Best bet: “I think to best mitigate risk under the new requirements, a billing physician should at least counter-sign the record of service provided by the PA or APRN on each date of such service,” Kwolek advises. “A counter-signature arguably establishes that the counter-signing physician decided care and treatment documented in the record was appropriate. Any additional specific details a physician adds — such as care instruction —or changes advised by the physician — would further support compliance. It is important that the record of physician decision-making be dated to mitigate against recoupment based on an inability to show when the decision-making took place.”

3. CMS May Allow Rule Tweaking for Some Homebound Patients.

Although one of the cardinal rules of incident-to billing is that the physician must provide direct supervision, there is an exception to the rule if your mid-level provider is seeing a homebound patient in a medically underserved area where no available home health services are available. “In this instance, you need not be physically present in the home when the service is performed, although general supervision of the service is required,” CMS says in MLN Matters article SE0441.

The doctor still must order the service, stay in contact with the mid-level provider and remain professionally responsible for the service, the agency says.
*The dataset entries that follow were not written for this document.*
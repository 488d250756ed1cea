//! Captured request entries and best-effort request parsing

use std::collections::HashMap;
use std::fmt;
use std::sync::atomic::{AtomicBool, AtomicU64, Ordering};
use std::sync::Arc;

use chrono::{DateTime, Utc};
use parking_lot::Mutex;

use super::conn::ClientConn;

/// Process-wide id source; capture order is the only ordering authority.
static NEXT_ID: AtomicU64 = AtomicU64::new(0);

/// Disposition state of a captured entry.
///
/// Transitions are monotone: `Pending` → `Forwarding` → `Completed`/`Error`,
/// or `Pending` → `Dropping` → `Dropped`/`Error`. Nothing re-enters
/// `Pending`. A replay re-runs the forwarding path from a terminal state.
#[derive(Debug, Clone, PartialEq, Eq)]
pub enum EntryStatus {
    Pending,
    Forwarding,
    Completed,
    Dropping,
    Dropped,
    Error(String),
}

impl EntryStatus {
    /// Display label, as shown in status columns and the export format.
    pub fn label(&self) -> String {
        match self {
            EntryStatus::Pending => "Pending".to_string(),
            EntryStatus::Forwarding => "Forwarding".to_string(),
            EntryStatus::Completed => "Completed".to_string(),
            EntryStatus::Dropping => "Dropping".to_string(),
            EntryStatus::Dropped => "Dropped".to_string(),
            EntryStatus::Error(reason) => format!("Error: {}", reason),
        }
    }
}

impl fmt::Display for EntryStatus {
    fn fmt(&self, f: &mut fmt::Formatter<'_>) -> fmt::Result {
        write!(f, "{}", self.label())
    }
}

/// One captured request and its disposition state.
///
/// The raw captured bytes are retained verbatim and never mutated; a forward
/// may send an operator-edited buffer instead, but replay and export always
/// see the pristine capture.
pub struct RequestEntry {
    /// Unique, strictly increasing in capture order, never reused.
    pub id: u64,

    /// Capture timestamp.
    pub captured_at: DateTime<Utc>,

    /// Method token from the request line; empty if parsing failed.
    pub method: String,

    /// Path token from the request line; empty if parsing failed.
    pub path: String,

    /// Header map, case preserved as received, last-wins on duplicates.
    pub headers: HashMap<String, String>,

    /// Bytes after the blank-line terminator; empty if absent.
    pub body: Vec<u8>,

    raw: Vec<u8>,
    status: Mutex<EntryStatus>,
    dispatched: AtomicBool,
    client: ClientConn,
}

impl RequestEntry {
    /// Record a non-empty read from a client connection as a new entry.
    pub fn capture(client: ClientConn, raw: Vec<u8>) -> Arc<Self> {
        let parsed = parse_request(&raw);
        Arc::new(Self {
            id: NEXT_ID.fetch_add(1, Ordering::SeqCst),
            captured_at: Utc::now(),
            method: parsed.method,
            path: parsed.path,
            headers: parsed.headers,
            body: parsed.body,
            raw,
            status: Mutex::new(EntryStatus::Pending),
            dispatched: AtomicBool::new(false),
            client,
        })
    }

    /// The exact bytes read from the client at capture time.
    pub fn raw_bytes(&self) -> &[u8] {
        &self.raw
    }

    pub fn status(&self) -> EntryStatus {
        self.status.lock().clone()
    }

    pub(crate) fn set_status(&self, status: EntryStatus) {
        *self.status.lock() = status;
    }

    /// Whether a terminal-disposition decision has already been issued.
    pub fn is_dispatched(&self) -> bool {
        self.dispatched.load(Ordering::SeqCst)
    }

    /// Claim the at-most-once dispatch slot. Returns false if forward or
    /// drop already won it.
    pub(crate) fn begin_dispatch(&self) -> bool {
        self.dispatched
            .compare_exchange(false, true, Ordering::SeqCst, Ordering::SeqCst)
            .is_ok()
    }

    /// Mark dispatched without the guard; replay is exempt from it.
    pub(crate) fn force_dispatch(&self) {
        self.dispatched.store(true, Ordering::SeqCst);
    }

    pub fn client(&self) -> &ClientConn {
        &self.client
    }
}

impl fmt::Debug for RequestEntry {
    fn fmt(&self, f: &mut fmt::Formatter<'_>) -> fmt::Result {
        f.debug_struct("RequestEntry")
            .field("id", &self.id)
            .field("method", &self.method)
            .field("path", &self.path)
            .field("status", &self.status())
            .field("dispatched", &self.is_dispatched())
            .finish()
    }
}

#[derive(Default)]
struct ParsedRequest {
    method: String,
    path: String,
    headers: HashMap<String, String>,
    body: Vec<u8>,
}

/// Best-effort parse of a captured byte buffer. Never fails: malformed input
/// just leaves the affected fields at their defaults.
fn parse_request(raw: &[u8]) -> ParsedRequest {
    let mut parsed = ParsedRequest::default();
    let lines = split_crlf(raw);
    if lines.is_empty() {
        return parsed;
    }

    let request_line = String::from_utf8_lossy(lines[0]);
    let mut tokens = request_line.split_whitespace();
    if let (Some(method), Some(path)) = (tokens.next(), tokens.next()) {
        parsed.method = method.to_string();
        parsed.path = path.to_string();
    }

    // Header lines run until the first empty line; a line without a colon is
    // silently skipped, duplicate names overwrite.
    let mut i = 1;
    while i < lines.len() && !lines[i].is_empty() {
        let line = String::from_utf8_lossy(lines[i]);
        if let Some((name, value)) = line.split_once(':') {
            parsed
                .headers
                .insert(name.trim().to_string(), value.trim().to_string());
        }
        i += 1;
    }

    // Everything after the blank line, rejoined on CRLF. No Content-Length
    // validation, no chunked decoding.
    if i + 1 < lines.len() {
        parsed.body = lines[i + 1..].join(&b"\r\n"[..]);
    }

    parsed
}

fn split_crlf(raw: &[u8]) -> Vec<&[u8]> {
    let mut parts = Vec::new();
    let mut start = 0;
    let mut i = 0;
    while i + 1 < raw.len() {
        if raw[i] == b'\r' && raw[i + 1] == b'\n' {
            parts.push(&raw[start..i]);
            start = i + 2;
            i += 2;
        } else {
            i += 1;
        }
    }
    parts.push(&raw[start..]);
    parts
}

#[cfg(test)]
mod tests {
    use super::*;
    use crate::proxy::conn::test_support::conn_pair;

    #[test]
    fn test_parse_simple_get() {
        let parsed = parse_request(b"GET /foo HTTP/1.1\r\nHost: example.com\r\n\r\n");
        assert_eq!(parsed.method, "GET");
        assert_eq!(parsed.path, "/foo");
        assert_eq!(parsed.headers.len(), 1);
        assert_eq!(parsed.headers["Host"], "example.com");
        assert!(parsed.body.is_empty());
    }

    #[test]
    fn test_parse_request_line_with_one_token() {
        let parsed = parse_request(b"GET\r\nHost: a\r\n\r\n");
        assert_eq!(parsed.method, "");
        assert_eq!(parsed.path, "");
        assert_eq!(parsed.headers["Host"], "a");
    }

    #[test]
    fn test_parse_empty_input() {
        let parsed = parse_request(b"");
        assert!(parsed.method.is_empty());
        assert!(parsed.path.is_empty());
        assert!(parsed.headers.is_empty());
        assert!(parsed.body.is_empty());
    }

    #[test]
    fn test_parse_skips_header_lines_without_colon() {
        let parsed = parse_request(b"GET / HTTP/1.1\r\nnot-a-header\r\nX-Ok: yes\r\n\r\n");
        assert_eq!(parsed.headers.len(), 1);
        assert_eq!(parsed.headers["X-Ok"], "yes");
    }

    #[test]
    fn test_parse_duplicate_header_last_wins() {
        let parsed = parse_request(b"GET / HTTP/1.1\r\nX-A: one\r\nX-A: two\r\n\r\n");
        assert_eq!(parsed.headers["X-A"], "two");
    }

    #[test]
    fn test_parse_splits_header_on_first_colon_and_trims() {
        let parsed = parse_request(b"GET / HTTP/1.1\r\nX-Time:  12:30:00 \r\n\r\n");
        assert_eq!(parsed.headers["X-Time"], "12:30:00");
    }

    #[test]
    fn test_parse_no_blank_line_terminator() {
        let parsed = parse_request(b"GET / HTTP/1.1\r\nHost: a");
        assert_eq!(parsed.method, "GET");
        assert_eq!(parsed.headers["Host"], "a");
        assert!(parsed.body.is_empty());
    }

    #[test]
    fn test_parse_body_rejoined_on_crlf() {
        let parsed = parse_request(b"POST /p HTTP/1.1\r\nHost: a\r\n\r\nline1\r\nline2");
        assert_eq!(parsed.body, b"line1\r\nline2");
    }

    #[test]
    fn test_parse_binary_body_kept_verbatim() {
        let parsed = parse_request(b"POST / HTTP/1.1\r\nHost: a\r\n\r\n\xff\xfe\x01");
        assert_eq!(parsed.body, [0xff, 0xfe, 0x01]);
    }

    #[test]
    fn test_status_labels() {
        assert_eq!(EntryStatus::Pending.label(), "Pending");
        assert_eq!(EntryStatus::Dropped.label(), "Dropped");
        assert_eq!(
            EntryStatus::Error("No Host header".to_string()).label(),
            "Error: No Host header"
        );
    }

    #[tokio::test]
    async fn test_capture_assigns_increasing_ids_and_keeps_raw() {
        let (conn, _peer) = conn_pair().await;
        let raw = b"GET /a HTTP/1.1\r\nHost: x\r\n\r\n".to_vec();

        let first = RequestEntry::capture(conn.clone(), raw.clone());
        let second = RequestEntry::capture(conn, b"junk".to_vec());

        assert!(second.id > first.id);
        assert_eq!(first.raw_bytes(), raw.as_slice());
        assert_eq!(first.status(), EntryStatus::Pending);
        assert!(!first.is_dispatched());
        assert_eq!(second.method, "");
    }
}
Pay Sharper Attention to This Rule

Although you probably already know that incident-to only applies to specific mid-level providers, you may not be adhering to the rule. According to the OIG’s 2009 report, “Prevalence and Qualifications of Non-Physicians Who Performed Medicare Physician Services,” unqualified non-physician practitioners (NPPs) performed 21 percent of incident-to services that the agency audited. This finding has led to intense scrutiny over incident-to claims, and even caused the OIG to add incident-to as a focus of the agency’s Work Plan several times since the report was published.

“Some non-physicians in our sample were not licensed or certified, but instead had received other formal medical training, on-the-job training, or no formal medical training at all,” the report noted.

Reality: Your mid-level providers must only perform services that are within their scope of practice and in accordance with state laws. Even if the practitioner is licensed and trained in another state, if he doesn’t meet your state’s licensing requirements, you may not be able to report his services incident-to your physician.